Cada vez que mi hermano tenía migrañas colosales hacíamos teorías y le dábamos ideas y cátedra sobre cómo combatirlas. Pobre, creo que fuimos peores que el dolor de cabeza. Cada vez que mi hermana pedía sólo una ensalada de almuerzo mi madre sufría –en general– en silencio.
La ventanilla del auto, el Adriático azul y los nombres Albania, Grecia, Libia, países normalmente lejanos y ahora ahí enfrente, me borraban del tejido familiar y entonces se abría otro recorrido. Debería escribirles una carta de agradecimiento. El meta viaje. El viaje imaginado.
¿Qué tal el periplo? Contá, contá, contá.
El día de la partida, ya en el avión, en ese limbo de frescura antes de las 12 horas de vuelo, mi padre, que tiene 80 años y no usa WhatsApp ni redes sociales ni cajero automático, le preguntó tranquilamente a mi madre: "Gordita, ¿estás en modo avión?".
Veinte días alcanzaron para construir nuevos recuerdos, tener un par de contratiempos y dar premios al mejor hotel, restaurante, pa
seo, momento, personaje, frase. La comida ganadora fue un almuerzo en La Balconata, el único restaurante del casco histórico de Polignano al mare que mira al mar. Comí pulpo al jugo de tomate en una cazuela de barro, qué delicia. Cierro los ojos y todavía me llega la brisa del Adriático.

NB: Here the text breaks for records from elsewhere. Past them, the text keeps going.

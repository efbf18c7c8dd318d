//! API handlers module

pub mod analytics;
pub mod gallery;
pub mod health;
pub mod library;
pub mod map_filter;
pub mod sample;
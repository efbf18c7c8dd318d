//! Seabed Catalog API
//!
//! Serves the catalog under `/api`:
//! - Map filter lookups and the nested map-data document
//! - Analytics rollups and the station/block association job
//! - Gallery, library and sample listings
//! - Health checks and Prometheus metrics

mod extract;
mod handlers;
mod middleware;
mod routes;
mod shutdown;

use metrics_exporter_prometheus::PrometheusBuilder;
use seabed_common::{
    cache::Cache,
    config::{AppConfig, ObservabilityConfig},
    db::{schema, seed, DbPool},
    metrics,
};
use std::future::IntoFuture;
use std::net::SocketAddr;
use std::sync::Arc;
use tokio::sync::oneshot;
use tracing::{info, warn};
use tracing_subscriber::EnvFilter;

/// Application state shared across handlers
#[derive(Clone)]
pub struct AppState {
    pub config: Arc<AppConfig>,
    pub db: DbPool,
    pub cache: Option<Arc<Cache>>,
    pub http: reqwest::Client,
}

#[tokio::main]
async fn main() -> anyhow::Result<()> {
    // Load environment variables
    dotenvy::dotenv().ok();

    let config = Arc::new(AppConfig::load()?);

    init_tracing(&config.observability);

    info!(
        version = seabed_common::VERSION,
        service = %config.observability.service_name,
        "Starting Seabed Catalog API"
    );

    // Prometheus exposition on its own port
    let metrics_addr = SocketAddr::from(([0, 0, 0, 0], config.observability.metrics_port));
    PrometheusBuilder::new()
        .set_buckets(metrics::LATENCY_BUCKETS)?
        .with_http_listener(metrics_addr)
        .install()?;
    metrics::register_metrics();
    info!(%metrics_addr, "Metrics exporter listening");

    // Database, schema and seed data
    let db = DbPool::new(&config.database).await?;
    schema::create_all(db.write()).await?;

    if config.database.seed_on_startup {
        let catalog = seed::SeedCatalog::bundled()?;
        let inserted = seed::seed_if_empty(db.write(), &catalog).await?;
        if inserted == 0 {
            info!("Catalog already populated, skipping seed");
        }
    }

    // Cache is optional; failures to connect only disable it
    let cache = match Cache::connect(&config.cache).await {
        Ok(cache) => cache.map(Arc::new),
        Err(e) => {
            warn!(error = %e, "Redis unavailable, summaries will be computed per request");
            None
        }
    };

    let http = reqwest::Client::builder()
        .timeout(config.storage.download_timeout())
        .build()?;

    let state = AppState {
        config: config.clone(),
        db,
        cache,
        http,
    };

    let app = routes::create_router(state);

    let addr: SocketAddr = format!("{}:{}", config.server.host, config.server.port).parse()?;
    info!("Listening on {}", addr);

    let listener = tokio::net::TcpListener::bind(addr).await?;

    let (stopping_tx, stopping_rx) = oneshot::channel();
    let server = axum::serve(listener, app)
        .with_graceful_shutdown(async move {
            shutdown::shutdown_signal().await;
            let _ = stopping_tx.send(());
        })
        .into_future();

    match shutdown::drain_within(server, stopping_rx, config.shutdown_timeout()).await {
        Some(result) => result?,
        None => warn!(
            timeout_secs = config.server.shutdown_timeout_secs,
            "Shutdown timeout elapsed, dropping open connections"
        ),
    }

    info!("Server shutdown complete");
    Ok(())
}

fn init_tracing(config: &ObservabilityConfig) {
    let filter = EnvFilter::try_from_default_env().unwrap_or_else(|_| EnvFilter::new(&config.log_level));
    let builder = tracing_subscriber::fmt().with_env_filter(filter).with_target(true);

    if config.json_logging {
        builder.json().init();
    } else {
        builder.init();
    }
}
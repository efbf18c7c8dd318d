//! Catalog logic that runs over rows already loaded from the database
//!
//! - `map_data`: nested map document assembly
//! - `analytics`: contractor and block rollups
//! - `spatial`: station to block association
//! - `facets`: available filter options

pub mod analytics;
pub mod facets;
pub mod map_data;
pub mod spatial;

pub use analytics::{block_analytics, contractor_summary, BlockRows, ContractorRows};
pub use facets::{available_options, facet_rows, FacetRow};
pub use map_data::{assemble_map_data, contractor_nodes, CatalogRows};
pub use spatial::{plan_associations, Boundary};
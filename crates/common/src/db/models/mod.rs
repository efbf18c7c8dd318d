//! SeaORM entity models
//!
//! Database entities for the exploration catalog

pub mod contract_type;
pub mod contract_status;
pub mod contractor;
pub mod contractor_area;
pub mod contractor_area_block;
pub mod cruise;
pub mod station;
pub mod sample;
pub mod ctd_data;
pub mod env_result;
pub mod geo_result;
pub mod photo_video;
pub mod library;
pub mod qualifier;
pub mod valid_value;

pub use contract_type::{
    Entity as ContractTypeEntity,
    Model as ContractType,
    ActiveModel as ContractTypeActiveModel,
    Column as ContractTypeColumn,
};

pub use contract_status::{
    Entity as ContractStatusEntity,
    Model as ContractStatus,
    ActiveModel as ContractStatusActiveModel,
    Column as ContractStatusColumn,
};

pub use contractor::{
    Entity as ContractorEntity,
    Model as Contractor,
    ActiveModel as ContractorActiveModel,
    Column as ContractorColumn,
};

pub use contractor_area::{
    Entity as ContractorAreaEntity,
    Model as ContractorArea,
    ActiveModel as ContractorAreaActiveModel,
    Column as ContractorAreaColumn,
};

pub use contractor_area_block::{
    Entity as BlockEntity,
    Model as Block,
    ActiveModel as BlockActiveModel,
    Column as BlockColumn,
};

pub use cruise::{
    Entity as CruiseEntity,
    Model as Cruise,
    ActiveModel as CruiseActiveModel,
    Column as CruiseColumn,
};

pub use station::{
    Entity as StationEntity,
    Model as Station,
    ActiveModel as StationActiveModel,
    Column as StationColumn,
};

pub use sample::{
    Entity as SampleEntity,
    Model as Sample,
    ActiveModel as SampleActiveModel,
    Column as SampleColumn,
};

pub use ctd_data::{
    Entity as CtdDataEntity,
    Model as CtdData,
    ActiveModel as CtdDataActiveModel,
    Column as CtdDataColumn,
};

pub use env_result::{
    Entity as EnvResultEntity,
    Model as EnvResult,
    ActiveModel as EnvResultActiveModel,
    Column as EnvResultColumn,
};

pub use geo_result::{
    Entity as GeoResultEntity,
    Model as GeoResult,
    ActiveModel as GeoResultActiveModel,
    Column as GeoResultColumn,
};

pub use photo_video::{
    Entity as PhotoVideoEntity,
    Model as PhotoVideo,
    ActiveModel as PhotoVideoActiveModel,
    Column as PhotoVideoColumn,
};

pub use library::{
    Entity as LibraryDocumentEntity,
    Model as LibraryDocument,
    ActiveModel as LibraryDocumentActiveModel,
    Column as LibraryDocumentColumn,
};

pub use qualifier::{
    Entity as QualifierEntity,
    Model as Qualifier,
    ActiveModel as QualifierActiveModel,
    Column as QualifierColumn,
};

pub use valid_value::{
    Entity as ValidValueEntity,
    Model as ValidValue,
    ActiveModel as ValidValueActiveModel,
    Column as ValidValueColumn,
};

use sea_orm::{ActiveValue, Value};

/// Value currently held by an active model field, if any
pub(crate) fn current<V>(value: &ActiveValue<V>) -> Option<V>
where
    V: Into<Value> + Clone,
{
    match value {
        ActiveValue::Set(v) | ActiveValue::Unchanged(v) => Some(v.clone()),
        ActiveValue::NotSet => None,
    }
}
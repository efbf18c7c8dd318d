//! Contract type lookup (polymetallic nodules, sulphides, crusts)

use sea_orm::entity::prelude::*;
use serde::{Deserialize, Serialize};

#[derive(Clone, Debug, PartialEq, Eq, DeriveEntityModel, Serialize, Deserialize)]
#[sea_orm(table_name = "contract_types")]
pub struct Model {
    #[sea_orm(primary_key)]
    pub id: i32,

    #[sea_orm(column_type = "Text", unique)]
    pub name: String,
}

#[derive(Copy, Clone, Debug, EnumIter, DeriveRelation)]
pub enum Relation {
    #[sea_orm(has_many = "super::contractor::Entity")]
    Contractors,
}

impl Related<super::contractor::Entity> for Entity {
    fn to() -> RelationDef {
        Relation::Contractors.def()
    }
}

impl ActiveModelBehavior for ActiveModel {}
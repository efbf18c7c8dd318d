//! Query-string filters accepted by the list and aggregation endpoints

use serde::{Deserialize, Serialize};

/// Filters shared by `map-data`, `contractors` and `filter-options`
///
/// Snake-case aliases let config files and environment variables fill the same struct.
#[derive(Debug, Clone, Default, PartialEq, Eq, Serialize, Deserialize)]
#[serde(rename_all = "camelCase")]
pub struct MapDataFilter {
    #[serde(skip_serializing_if = "Option::is_none", alias = "contractor_id")]
    pub contractor_id: Option<i32>,
    #[serde(skip_serializing_if = "Option::is_none", alias = "contract_type_id")]
    pub contract_type_id: Option<i32>,
    #[serde(skip_serializing_if = "Option::is_none", alias = "contract_status_id")]
    pub contract_status_id: Option<i32>,
    #[serde(skip_serializing_if = "Option::is_none", alias = "sponsoring_state")]
    pub sponsoring_state: Option<String>,
    /// Contractual year
    #[serde(skip_serializing_if = "Option::is_none")]
    pub year: Option<i32>,
    #[serde(skip_serializing_if = "Option::is_none", alias = "cruise_id")]
    pub cruise_id: Option<i32>,
}

impl MapDataFilter {
    pub fn is_empty(&self) -> bool {
        *self == Self::default()
    }
}

/// The filter the user is currently changing; its options are left unrestricted
#[derive(Debug, Clone, Copy, PartialEq, Eq, Hash, Serialize, Deserialize)]
#[serde(rename_all = "camelCase")]
pub enum FacetKey {
    ContractorId,
    ContractTypeId,
    ContractStatusId,
    SponsoringState,
    Year,
    CruiseId,
}

#[derive(Debug, Clone, Default, Deserialize)]
#[serde(rename_all = "camelCase")]
pub struct ActiveFacetQuery {
    pub active_filter: Option<FacetKey>,
}

#[derive(Debug, Clone, Default, Deserialize)]
#[serde(rename_all = "camelCase")]
pub struct AreaFilter {
    pub contractor_id: Option<i32>,
}

#[derive(Debug, Clone, Default, Deserialize)]
#[serde(rename_all = "camelCase")]
pub struct BlockFilter {
    pub contractor_id: Option<i32>,
    pub area_id: Option<i32>,
}

#[derive(Debug, Clone, Default, Deserialize)]
#[serde(rename_all = "camelCase")]
pub struct CruiseFilter {
    pub contractor_id: Option<i32>,
    pub cruise_id: Option<i32>,
}

/// Spatial / hierarchical scope used to narrow stations, samples and media
#[derive(Debug, Clone, Default, PartialEq, Eq, Deserialize)]
#[serde(rename_all = "camelCase")]
pub struct StationScope {
    pub contractor_id: Option<i32>,
    pub area_id: Option<i32>,
    pub block_id: Option<i32>,
    pub cruise_id: Option<i32>,
    pub station_id: Option<i32>,
}

impl StationScope {
    pub fn is_unrestricted(&self) -> bool {
        *self == Self::default()
    }
}

/// Filters for `Sample/list` and `MapFilter/samples`
#[derive(Debug, Clone, Default, Deserialize)]
#[serde(rename_all = "camelCase")]
pub struct SampleFilter {
    pub contractor_id: Option<i32>,
    pub cruise_id: Option<i32>,
    pub station_id: Option<i32>,
    pub sample_type: Option<String>,
    pub matrix_type: Option<String>,
    pub habitat_type: Option<String>,
    pub analysis: Option<String>,
}

impl SampleFilter {
    pub fn scope(&self) -> StationScope {
        StationScope {
            contractor_id: self.contractor_id,
            cruise_id: self.cruise_id,
            station_id: self.station_id,
            ..StationScope::default()
        }
    }
}

/// Filters for `Gallery/media` and `MapFilter/media`
#[derive(Debug, Clone, Default, Deserialize)]
#[serde(rename_all = "camelCase")]
pub struct MediaFilter {
    pub contractor_id: Option<i32>,
    pub area_id: Option<i32>,
    pub block_id: Option<i32>,
    pub cruise_id: Option<i32>,
    pub station_id: Option<i32>,
    pub sample_id: Option<i32>,
    pub media_type: Option<String>,
}

impl MediaFilter {
    pub fn scope(&self) -> StationScope {
        StationScope {
            contractor_id: self.contractor_id,
            area_id: self.area_id,
            block_id: self.block_id,
            cruise_id: self.cruise_id,
            station_id: self.station_id,
        }
    }
}

#[derive(Debug, Clone, Default, Deserialize)]
#[serde(rename_all = "camelCase")]
pub struct LibraryFilter {
    pub contractor_id: Option<i32>,
    pub theme: Option<String>,
    pub year: Option<i32>,
    pub country: Option<String>,
}

#[derive(Debug, Clone, Default, Deserialize)]
pub struct ValidValueQuery {
    pub field: Option<String>,
}
//! Bundled seed catalog
//!
//! The catalog ships as JSON inside the binary and is loaded once, when the
//! contractor table is empty.

use super::models::*;
use sea_orm::{
    ActiveModelTrait, ConnectionTrait, DatabaseConnection, DbBackend, DbErr, EntityTrait,
    IntoActiveModel, PaginatorTrait, TransactionTrait,
};
use serde::Deserialize;
use tracing::{debug, info};

const BUNDLED_CATALOG: &str = include_str!("../../seed/catalog.json");

/// Every seeded table, in insertion order
#[derive(Debug, Clone, Default, Deserialize)]
pub struct SeedCatalog {
    #[serde(default)]
    pub contract_types: Vec<ContractType>,
    #[serde(default)]
    pub contract_statuses: Vec<ContractStatus>,
    #[serde(default)]
    pub contractors: Vec<Contractor>,
    #[serde(default)]
    pub areas: Vec<ContractorArea>,
    #[serde(default)]
    pub blocks: Vec<Block>,
    #[serde(default)]
    pub cruises: Vec<Cruise>,
    #[serde(default)]
    pub stations: Vec<Station>,
    #[serde(default)]
    pub samples: Vec<Sample>,
    #[serde(default)]
    pub ctd_data: Vec<CtdData>,
    #[serde(default)]
    pub env_results: Vec<EnvResult>,
    #[serde(default)]
    pub geo_results: Vec<GeoResult>,
    #[serde(default)]
    pub media: Vec<PhotoVideo>,
    #[serde(default)]
    pub library: Vec<LibraryDocument>,
    #[serde(default)]
    pub qualifiers: Vec<Qualifier>,
    #[serde(default)]
    pub valid_values: Vec<ValidValue>,
}

impl SeedCatalog {
    /// The catalog compiled into the crate
    pub fn bundled() -> Result<Self, serde_json::Error> {
        serde_json::from_str(BUNDLED_CATALOG)
    }

    pub fn row_count(&self) -> usize {
        self.contract_types.len()
            + self.contract_statuses.len()
            + self.contractors.len()
            + self.areas.len()
            + self.blocks.len()
            + self.cruises.len()
            + self.stations.len()
            + self.samples.len()
            + self.ctd_data.len()
            + self.env_results.len()
            + self.geo_results.len()
            + self.media.len()
            + self.library.len()
            + self.qualifiers.len()
            + self.valid_values.len()
    }
}

/// Bulk insert a table's rows, keeping their ids
macro_rules! insert_rows {
    ($db:expr, $entity:ty, $rows:expr) => {
        if !$rows.is_empty() {
            <$entity>::insert_many(
                $rows
                    .iter()
                    .cloned()
                    .map(|row| row.into_active_model().reset_all()),
            )
            .exec_without_returning($db)
            .await?;
        }
    };
}

/// Tables whose serial sequences must follow explicitly inserted ids
const SERIAL_TABLES: &[&str] = &[
    "contract_types",
    "contract_statuses",
    "contractors",
    "contractor_areas",
    "contractor_area_blocks",
    "cruises",
    "stations",
    "samples",
    "ctd_data",
    "env_results",
    "geo_results",
    "photo_videos",
    "library_documents",
    "qualifiers",
    "valid_values",
];

/// Load the catalog unless contractors already exist.
///
/// Returns the number of rows written (0 when the database was already seeded).
pub async fn seed_if_empty(db: &DatabaseConnection, catalog: &SeedCatalog) -> Result<usize, DbErr> {
    let existing = ContractorEntity::find().count(db).await?;
    if existing > 0 {
        debug!(contractors = existing, "Catalog already seeded, skipping");
        return Ok(0);
    }

    let txn = db.begin().await?;

    insert_rows!(&txn, ContractTypeEntity, catalog.contract_types);
    insert_rows!(&txn, ContractStatusEntity, catalog.contract_statuses);
    insert_rows!(&txn, ContractorEntity, catalog.contractors);
    insert_rows!(&txn, ContractorAreaEntity, catalog.areas);
    insert_rows!(&txn, BlockEntity, catalog.blocks);
    insert_rows!(&txn, CruiseEntity, catalog.cruises);
    insert_rows!(&txn, StationEntity, catalog.stations);

    // Row by row so the depth and CTD range hooks run
    for sample in &catalog.samples {
        sample.clone().into_active_model().reset_all().insert(&txn).await?;
    }
    for reading in &catalog.ctd_data {
        reading.clone().into_active_model().reset_all().insert(&txn).await?;
    }

    insert_rows!(&txn, EnvResultEntity, catalog.env_results);
    insert_rows!(&txn, GeoResultEntity, catalog.geo_results);
    insert_rows!(&txn, PhotoVideoEntity, catalog.media);
    insert_rows!(&txn, LibraryDocumentEntity, catalog.library);
    insert_rows!(&txn, QualifierEntity, catalog.qualifiers);
    insert_rows!(&txn, ValidValueEntity, catalog.valid_values);

    if txn.get_database_backend() == DbBackend::Postgres {
        for table in SERIAL_TABLES {
            txn.execute_unprepared(&format!(
                "SELECT setval(pg_get_serial_sequence('{table}', 'id'), \
                 COALESCE((SELECT MAX(id) FROM {table}), 1))"
            ))
            .await?;
        }
    }

    txn.commit().await?;

    let rows = catalog.row_count();
    info!(
        rows,
        contractors = catalog.contractors.len(),
        stations = catalog.stations.len(),
        samples = catalog.samples.len(),
        "Seed catalog loaded"
    );
    Ok(rows)
}

#[cfg(test)]
mod tests {
    use super::*;
    use crate::db::testing::{empty_pool, seeded_pool};

    #[test]
    fn test_bundled_catalog_parses() {
        let catalog = SeedCatalog::bundled().unwrap();
        assert_eq!(catalog.contractors.len(), 7);
        assert!(catalog.stations.iter().any(|s| s.block_id.is_none()));
        assert!(catalog
            .samples
            .iter()
            .all(|s| sample::validate_depth_range(s.depth_upper, s.depth_lower).is_ok()));
    }

    #[test]
    fn test_bundled_catalog_references_are_consistent() {
        let catalog = SeedCatalog::bundled().unwrap();
        let has = |ids: Vec<i32>, id: i32| ids.contains(&id);

        let contractor_ids: Vec<i32> = catalog.contractors.iter().map(|c| c.id).collect();
        let area_ids: Vec<i32> = catalog.areas.iter().map(|a| a.id).collect();
        let cruise_ids: Vec<i32> = catalog.cruises.iter().map(|c| c.id).collect();
        let station_ids: Vec<i32> = catalog.stations.iter().map(|s| s.id).collect();
        let sample_ids: Vec<i32> = catalog.samples.iter().map(|s| s.id).collect();

        assert!(catalog.areas.iter().all(|a| has(contractor_ids.clone(), a.contractor_id)));
        assert!(catalog.blocks.iter().all(|b| has(area_ids.clone(), b.area_id)));
        assert!(catalog.cruises.iter().all(|c| has(contractor_ids.clone(), c.contractor_id)));
        assert!(catalog.stations.iter().all(|s| has(cruise_ids.clone(), s.cruise_id)));
        assert!(catalog.samples.iter().all(|s| has(station_ids.clone(), s.station_id)));
        assert!(catalog.geo_results.iter().all(|r| has(sample_ids.clone(), r.sample_id)));
        assert!(catalog.env_results.iter().all(|r| has(sample_ids.clone(), r.sample_id)));
        assert!(catalog.media.iter().all(|m| has(sample_ids.clone(), m.sample_id)));
    }

    #[tokio::test]
    async fn test_seeding_runs_once() {
        let pool = empty_pool().await;
        let catalog = SeedCatalog::bundled().unwrap();

        let first = seed_if_empty(pool.write(), &catalog).await.unwrap();
        assert_eq!(first, catalog.row_count());

        let second = seed_if_empty(pool.write(), &catalog).await.unwrap();
        assert_eq!(second, 0);

        let contractors = ContractorEntity::find().count(pool.read()).await.unwrap();
        assert_eq!(contractors, 7);
    }

    #[tokio::test]
    async fn test_seeded_pool_has_tag_block() {
        let pool = seeded_pool().await;
        let block = BlockEntity::find_by_id(6).one(pool.read()).await.unwrap().unwrap();
        assert_eq!(block.name, "TAG Hydrothermal Field");
    }
}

El viaje salió bien, muy bien. ¡El viaje salió bárbaro! No me pregunten, por favor, qué hubiera pasado si:
–en el auto alquilado mi madre no se sentaba en el medio, entre mi hermana y yo.
–la conversación tomaba rumbos más políticos.
–alguien respondía con hartazgo el día que mi papá preguntó 15 veces si esa tarde cruzábamos a Sicilia (el principio de alzhéimer puede ser demoledor para los que rodean al enfermo).
–la gallega del GPS decía una vez más "entonces vuelves tres kilómetros al oeste y…" la tarde que nos perdimos en Palermo.
Nada de esto sucedió porque somos cuidadosos o miedosos. O las dos cosas. El condicional no existe, pero si algo de eso pasaba se me ocurre una sola palabra: hecatombe. En este viaje conocí la etimología. Hecatombe viene del griego antiguo hekaton, que quiere decir cien y boüs, buey. La nombró una guía cuando nos paramos frente al anfiteatro de Siracusa. Aunque hoy se utiliza como sinónimo de catástrofe, la palabra designa el sacrificio de cien bueyes en honor a los dioses. Un drama.
Como en toda dinámica familiar, la hecatombe late agazapada entre discusiones y telarañas de viejos rencores. En este viaje, menos mal, pasó de largo.